Exercise aim: In total, how many lines of the data contain the word "struct"? Only that number is wanted.

[Start of Attachment]

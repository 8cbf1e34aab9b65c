//! Coordinates and the axis-aligned geofence used for candidate search.
//!
//! The geofence is deliberately low precision: a latitude/longitude rectangle
//! sized in degrees. Great-circle distance is provided for diagnostics only.

use crate::error::DispatchError;
use serde::{Deserialize, Serialize};

/// Mean Earth radius in kilometres.
const EARTH_RADIUS_KM: f64 = 6371.0;

/// A WGS84 coordinate in decimal degrees.
#[derive(Clone, Copy, Debug, PartialEq, Serialize, Deserialize)]
pub struct GeoPoint {
    /// Latitude, -90..=90
    pub lat: f64,
    /// Longitude, -180..=180
    pub lng: f64,
}

impl GeoPoint {
    /// Create a validated point.
    ///
    /// # Errors
    ///
    /// Returns [`DispatchError::InvalidInput`] if either component is not
    /// finite or out of range.
    pub fn new(lat: f64, lng: f64) -> Result<Self, DispatchError> {
        let point = Self { lat, lng };
        point.validate()?;
        Ok(point)
    }

    /// Check that the coordinate is finite and within range.
    ///
    /// # Errors
    ///
    /// Returns [`DispatchError::InvalidInput`] describing the bad component.
    pub fn validate(&self) -> Result<(), DispatchError> {
        if !self.lat.is_finite() || !(-90.0..=90.0).contains(&self.lat) {
            return Err(DispatchError::InvalidInput(format!(
                "latitude out of range: {}",
                self.lat
            )));
        }
        if !self.lng.is_finite() || !(-180.0..=180.0).contains(&self.lng) {
            return Err(DispatchError::InvalidInput(format!(
                "longitude out of range: {}",
                self.lng
            )));
        }
        Ok(())
    }

    /// Great-circle distance to `other` in kilometres (haversine).
    #[must_use]
    pub fn haversine_km(&self, other: &Self) -> f64 {
        let d_lat = (other.lat - self.lat).to_radians();
        let d_lng = (other.lng - self.lng).to_radians();
        let a = (d_lat / 2.0).sin().powi(2)
            + self.lat.to_radians().cos() * other.lat.to_radians().cos() * (d_lng / 2.0).sin().powi(2);
        let c = 2.0 * a.sqrt().atan2((1.0 - a).sqrt());
        EARTH_RADIUS_KM * c
    }
}

/// Axis-aligned latitude/longitude rectangle (inclusive bounds).
#[derive(Clone, Copy, Debug, PartialEq, Serialize, Deserialize)]
pub struct BoundingBox {
    /// Southern edge
    pub min_lat: f64,
    /// Northern edge
    pub max_lat: f64,
    /// Western edge
    pub min_lng: f64,
    /// Eastern edge
    pub max_lng: f64,
}

impl BoundingBox {
    /// Rectangle centred on `center` extending `half_width` degrees of
    /// longitude and `half_height` degrees of latitude in each direction.
    ///
    /// No antimeridian or pole wrapping is attempted.
    #[must_use]
    pub fn around(center: GeoPoint, half_width: f64, half_height: f64) -> Self {
        Self {
            min_lat: center.lat - half_height,
            max_lat: center.lat + half_height,
            min_lng: center.lng - half_width,
            max_lng: center.lng + half_width,
        }
    }

    /// Whether `point` lies inside the rectangle (edges included).
    #[must_use]
    pub fn contains(&self, point: &GeoPoint) -> bool {
        (self.min_lat..=self.max_lat).contains(&point.lat)
            && (self.min_lng..=self.max_lng).contains(&point.lng)
    }
}

#[cfg(test)]
#[allow(clippy::unwrap_used)]
mod tests {
    use super::*;
    use proptest::prelude::*;

    #[test]
    fn rejects_out_of_range_coordinates() {
        assert!(GeoPoint::new(91.0, 0.0).is_err());
        assert!(GeoPoint::new(0.0, -181.0).is_err());
        assert!(GeoPoint::new(f64::NAN, 0.0).is_err());
        assert!(GeoPoint::new(32.08, 34.78).is_ok());
    }

    #[test]
    fn haversine_matches_known_distance() {
        // Tel Aviv to Jerusalem, roughly 54 km
        let tel_aviv = GeoPoint::new(32.0853, 34.7818).unwrap();
        let jerusalem = GeoPoint::new(31.7683, 35.2137).unwrap();
        let d = tel_aviv.haversine_km(&jerusalem);
        assert!((50.0..58.0).contains(&d), "distance was {d}");
        assert!(tel_aviv.haversine_km(&tel_aviv).abs() < 1e-9);
    }

    #[test]
    fn box_edges_are_inclusive() {
        let center = GeoPoint::new(10.0, 20.0).unwrap();
        let area = BoundingBox::around(center, 0.5, 0.25);
        assert!(area.contains(&GeoPoint { lat: 10.25, lng: 20.5 }));
        assert!(area.contains(&GeoPoint { lat: 9.75, lng: 19.5 }));
        assert!(!area.contains(&GeoPoint { lat: 10.26, lng: 20.0 }));
        assert!(!area.contains(&GeoPoint { lat: 10.0, lng: 20.51 }));
    }

    proptest! {
        #[test]
        fn box_contains_every_point_within_its_half_sizes(
            lat in -80.0f64..80.0,
            lng in -170.0f64..170.0,
            half_w in 0.01f64..2.0,
            half_h in 0.01f64..2.0,
            fx in -1.0f64..=1.0,
            fy in -1.0f64..=1.0,
        ) {
            let center = GeoPoint { lat, lng };
            let area = BoundingBox::around(center, half_w, half_h);
            let inside = GeoPoint { lat: lat + fy * half_h * 0.999, lng: lng + fx * half_w * 0.999 };
            prop_assert!(area.contains(&center));
            prop_assert!(area.contains(&inside));
        }

        #[test]
        fn widening_never_loses_points(
            lat in -80.0f64..80.0,
            lng in -170.0f64..170.0,
            dlat in -0.3f64..0.3,
            dlng in -0.3f64..0.3,
        ) {
            let center = GeoPoint { lat, lng };
            let narrow = BoundingBox::around(center, 0.2, 0.2);
            let wide = BoundingBox::around(center, 1.0, 1.0);
            let point = GeoPoint { lat: lat + dlat, lng: lng + dlng };
            prop_assert!(!narrow.contains(&point) || wide.contains(&point));
        }
    }
}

[End of Attachment]

Response area: 2